Natural gas strengthened its hold on the top spot for domestic power generation in October, according to the latest figures published last week by the Energy Information Administration (EIA).

For the fourth consecutive month, more electricity was generated from natural gas than from coal, EIA said. In October, gas supplied 109.9 million MWh, or about 35% of total U.S. utility-scale generation. Coal supplied 97.4 million MWh for the month, or about 31%. In the previous month, gas accounted for 35% of total generation, compared to 34% from coal.

In October, natural gas consumption in the electric sector was up 12.3% year/year, while coal consumption was down 11.7%. Total generation was down 0.5% from the year-ago period.

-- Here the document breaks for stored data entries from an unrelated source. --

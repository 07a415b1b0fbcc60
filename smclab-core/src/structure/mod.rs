//! Structure detector — imbalance gaps, order blocks, liquidity sweeps.
//!
//! All three detectors scan the whole series once up front; per-bar queries
//! then answer "does an active zone favor this direction here". A zone is
//! never visible before its detection bar, so walk-forward replays see
//! exactly what a live scan at that bar would have seen.

pub mod blocks;
pub mod gaps;
pub mod sweeps;
pub mod zone;

pub use blocks::detect_order_blocks;
pub use gaps::detect_gaps;
pub use sweeps::detect_sweeps;
pub use zone::{Zone, ZoneKind};

use crate::config::StrategyParams;
use crate::domain::{Bar, Direction};

/// All structural zones found in one scan of a bar series.
#[derive(Debug, Clone)]
pub struct StructureScan {
    pub gaps: Vec<Zone>,
    pub blocks: Vec<Zone>,
    pub sweeps: Vec<Zone>,
    fvg_lookback: usize,
    ob_lookback: usize,
    sweep_lookback: usize,
}

impl StructureScan {
    pub fn scan(bars: &[Bar], atr: &[f64], params: &StrategyParams) -> Self {
        Self {
            gaps: detect_gaps(bars, atr, params.fvg_min_body_atr),
            blocks: detect_order_blocks(bars, params.ob_lookback),
            sweeps: detect_sweeps(bars, params.sweep_lookback),
            fvg_lookback: params.fvg_lookback,
            ob_lookback: params.ob_lookback,
            sweep_lookback: params.sweep_lookback,
        }
    }

    /// Is `close` inside an active gap zone favoring `direction` at bar `i`?
    pub fn in_gap_zone(&self, i: usize, close: f64, direction: Direction) -> bool {
        self.gaps
            .iter()
            .any(|z| z.direction == direction && z.is_active(i, self.fvg_lookback) && z.contains(close))
    }

    /// Is `close` inside an active order block favoring `direction` at bar `i`?
    pub fn in_order_block(&self, i: usize, close: f64, direction: Direction) -> bool {
        self.blocks
            .iter()
            .any(|z| z.direction == direction && z.is_active(i, self.ob_lookback) && z.contains(close))
    }

    /// Did a sweep favoring `direction` occur within the sweep lookback of
    /// bar `i`? Sweeps are recency-scoped, not containment-scoped.
    pub fn recent_sweep(&self, i: usize, direction: Direction) -> bool {
        self.sweeps
            .iter()
            .any(|z| z.direction == direction && z.origin <= i && i - z.origin <= self.sweep_lookback)
    }

    /// All active zones (any kind) whose bounds contain `close` at bar `i`.
    pub fn zones_at(&self, i: usize, close: f64) -> Vec<&Zone> {
        let horizon = |z: &Zone| match z.kind {
            ZoneKind::Gap => self.fvg_lookback,
            ZoneKind::Block => self.ob_lookback,
            ZoneKind::Sweep => self.sweep_lookback,
        };
        self.gaps
            .iter()
            .chain(&self.blocks)
            .chain(&self.sweeps)
            .filter(|z| z.is_active(i, horizon(z)) && z.contains(close))
            .collect()
    }
}

#[cfg(test)]
mod tests {
    use super::*;
    use crate::testutil::make_ohlc_bars;

    fn scan_of(bars: &[Bar]) -> StructureScan {
        let params = StrategyParams {
            fvg_lookback: 10,
            ob_lookback: 4,
            sweep_lookback: 3,
            fvg_min_body_atr: 1.0,
            ..StrategyParams::daily()
        };
        let atr = vec![2.0; bars.len()];
        StructureScan::scan(bars, &atr, &params)
    }

    #[test]
    fn gap_zone_query_respects_direction_and_bounds() {
        let bars = make_ohlc_bars(&[
            (100.0, 101.0, 99.0, 100.5),
            (100.5, 101.5, 99.5, 100.0),
            (100.0, 101.0, 99.0, 100.2),
            (100.2, 106.0, 100.0, 105.8),
            (105.5, 107.0, 103.0, 106.0), // bullish gap [101, 103] at bar 4
            (106.0, 106.5, 101.5, 102.0), // close 102 back inside the gap
        ]);
        let scan = scan_of(&bars);
        assert!(scan.in_gap_zone(5, 102.0, Direction::Long));
        assert!(!scan.in_gap_zone(5, 102.0, Direction::Short));
        assert!(!scan.in_gap_zone(5, 105.0, Direction::Long)); // outside bounds
        assert!(!scan.in_gap_zone(3, 102.0, Direction::Long)); // before detection
    }

    #[test]
    fn sweep_recency_window() {
        let bars = make_ohlc_bars(&[
            (100.0, 101.0, 99.0, 100.5),
            (100.5, 101.5, 99.5, 100.0),
            (100.0, 101.0, 99.2, 100.8),
            (100.8, 101.0, 97.5, 100.2), // bullish sweep at bar 3
            (100.2, 101.0, 99.8, 100.5),
            (100.5, 101.0, 99.9, 100.4),
            (100.4, 101.0, 99.9, 100.6),
            (100.6, 101.0, 99.9, 100.5),
        ]);
        let scan = scan_of(&bars);
        assert!(scan.recent_sweep(3, Direction::Long));
        assert!(scan.recent_sweep(6, Direction::Long));
        assert!(!scan.recent_sweep(7, Direction::Long)); // horizon elapsed
        assert!(!scan.recent_sweep(3, Direction::Short));
    }

    #[test]
    fn zones_at_returns_containing_zones_only() {
        let bars = make_ohlc_bars(&[
            (100.0, 101.0, 99.0, 100.5),
            (100.5, 101.5, 99.5, 100.0),
            (100.0, 101.0, 99.0, 100.2),
            (100.2, 106.0, 100.0, 105.8),
            (105.5, 107.0, 103.0, 106.0),
            (106.0, 106.5, 101.5, 102.0),
        ]);
        let scan = scan_of(&bars);
        let zones = scan.zones_at(5, 102.0);
        assert!(zones.iter().any(|z| z.kind == ZoneKind::Gap));
        assert!(scan.zones_at(5, 110.0).is_empty());
    }
}
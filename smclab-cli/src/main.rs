//! SMCLab CLI — run, sweep, and signal commands.
//!
//! Commands:
//! - `run` — execute a backtest from a TOML config and save artifacts
//! - `sweep` — replay the same config across fill seeds in parallel
//! - `signal` — report the most recent signal on a bar series, if any

use anyhow::{Context, Result};
use clap::{Parser, Subcommand};
use smclab_core::confluence::latest_signal;
use smclab_core::domain::AccountState;
use smclab_core::risk::RiskManager;
use smclab_runner::config::RunConfig;
use smclab_runner::data::load_bars;
use smclab_runner::runner::execute;
use smclab_runner::sweep::sweep_seeds;
use std::path::PathBuf;
use tracing_subscriber::EnvFilter;

#[derive(Parser)]
#[command(name = "smclab", about = "SMCLab CLI — confluence scoring backtester")]
struct Cli {
    #[command(subcommand)]
    command: Commands,
}

#[derive(Subcommand)]
enum Commands {
    /// Execute a backtest from a TOML config file.
    Run {
        /// Path to a TOML config file.
        #[arg(long)]
        config: PathBuf,

        /// Skip writing the artifact bundle.
        #[arg(long, default_value_t = false)]
        no_artifacts: bool,
    },
    /// Replay one config across many fill seeds and report the spread.
    Sweep {
        /// Path to a TOML config file.
        #[arg(long)]
        config: PathBuf,

        /// Number of seeds, starting at --start-seed.
        #[arg(long, default_value_t = 16)]
        seeds: u64,

        /// First seed of the range.
        #[arg(long, default_value_t = 0)]
        start_seed: u64,

        /// Emit the full summary as JSON instead of the table.
        #[arg(long, default_value_t = false)]
        json: bool,
    },
    /// Print the most recent signal on the configured bar series.
    Signal {
        /// Path to a TOML config file.
        #[arg(long)]
        config: PathBuf,
    },
}

fn main() -> Result<()> {
    tracing_subscriber::fmt()
        .with_env_filter(EnvFilter::from_default_env())
        .with_writer(std::io::stderr)
        .init();

    let cli = Cli::parse();
    match cli.command {
        Commands::Run {
            config,
            no_artifacts,
        } => cmd_run(&config, !no_artifacts),
        Commands::Sweep {
            config,
            seeds,
            start_seed,
            json,
        } => cmd_sweep(&config, seeds, start_seed, json),
        Commands::Signal { config } => cmd_signal(&config),
    }
}

fn cmd_run(config_path: &PathBuf, write_artifacts: bool) -> Result<()> {
    let config = RunConfig::load(config_path)?;
    let report = execute(&config, write_artifacts)?;

    let m = &report.metrics;
    println!("run            {}", report.run_id);
    println!("trades         {}", m.trade_count);
    println!("final equity   {:.2}", report.result.final_equity());
    println!("total return   {:+.2}%", m.total_return * 100.0);
    println!("max drawdown   {:.2}%", m.max_drawdown * 100.0);
    println!("win rate       {:.1}%", m.win_rate * 100.0);
    println!("profit factor  {:.2}", m.profit_factor);
    println!("sharpe         {:.2}", m.sharpe);
    if let Some(halt) = report.result.account.halt {
        println!("halt           {halt:?}");
    }
    if let Some(dir) = report.artifact_dir {
        println!("artifacts      {}", dir.display());
    }
    Ok(())
}

fn cmd_sweep(config_path: &PathBuf, seeds: u64, start_seed: u64, json: bool) -> Result<()> {
    let config = RunConfig::load(config_path)?;
    let params = config.params()?;
    let bars = load_bars(&config.data)
        .with_context(|| format!("loading bars from {}", config.data.display()))?;

    let seed_list: Vec<u64> = (start_seed..start_seed + seeds).collect();
    let summary = sweep_seeds(&bars, &params, config.initial_equity, &seed_list)?;

    if json {
        println!("{}", serde_json::to_string_pretty(&summary)?);
        return Ok(());
    }

    println!("{:>6} {:>12} {:>9} {:>9} {:>7}", "seed", "equity", "return", "max dd", "trades");
    for row in &summary.rows {
        println!(
            "{:>6} {:>12.2} {:>8.2}% {:>8.2}% {:>7}",
            row.seed,
            row.final_equity,
            row.total_return * 100.0,
            row.max_drawdown * 100.0,
            row.trade_count
        );
    }
    println!(
        "mean return {:+.2}%  std {:.2}%  worst dd {:.2}%  profitable {:.0}%",
        summary.mean_return * 100.0,
        summary.std_return * 100.0,
        summary.worst_drawdown * 100.0,
        summary.profitable_fraction * 100.0
    );
    Ok(())
}

fn cmd_signal(config_path: &PathBuf) -> Result<()> {
    let config = RunConfig::load(config_path)?;
    let params = config.params()?;
    let bars = load_bars(&config.data)
        .with_context(|| format!("loading bars from {}", config.data.display()))?;

    match latest_signal(&bars, &params) {
        Some(signal) => {
            let bar = &bars[signal.bar];
            println!("bar        {} ({})", signal.bar, bar.timestamp.date_naive());
            println!("direction  {}", signal.direction);
            println!("close      {:.4}", signal.close);
            println!("atr        {:.4}", signal.atr);
            println!("confluence {}", signal.confluence());
            println!("factors    {}", signal.factors.join());

            // Size it against a fresh account at the configured equity.
            let risk = RiskManager::new(params.clone());
            let mut account = AccountState::new(config.initial_equity);
            match risk.evaluate(&signal, &mut account) {
                Ok(order) => {
                    println!("quantity   {:.4}", order.quantity);
                    println!("stop       {:.4}", order.stop_price);
                    println!("take       {:.4}", order.take_price);
                }
                Err(veto) => println!("order      vetoed: {veto}"),
            }
        }
        None => println!("no signal on this series"),
    }
    Ok(())
}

This year marked the first time that gas usurped coal’s traditionally dominant role as the leading fuel for domestic power since EIA began collecting monthly generation data in 1973. Gas outpaced coal for electric generation first in April, then again in July, August, September and October.

“Looking back over the past five years, the natural gas monthly share of U.S. electricity generation has risen from about 25.2% in October 2010 to 35.1% in October 2015, while coal’s share of U.S. electricity generation has dropped from 43% to about 31.1% during the same time period,” EIA said in a note accompanying its monthly data release. “Prior to 2015, the last time electricity generation from natural gas came close to surpassing coal-fired generation was in April 2012, when coal had a 32.6% share and natural gas had a 32.1% share.”

Officials have pointed to low natural gas prices made possible by U.S. production growth as the main driver behind the power resource shift (see Daily GPI, Dec. 2; Oct. 28).

A number of utilities have been executing strategic mergers and acquisitions recently that reflect a growing intersection of gas and electric markets (see Daily GPI, Dec. 24).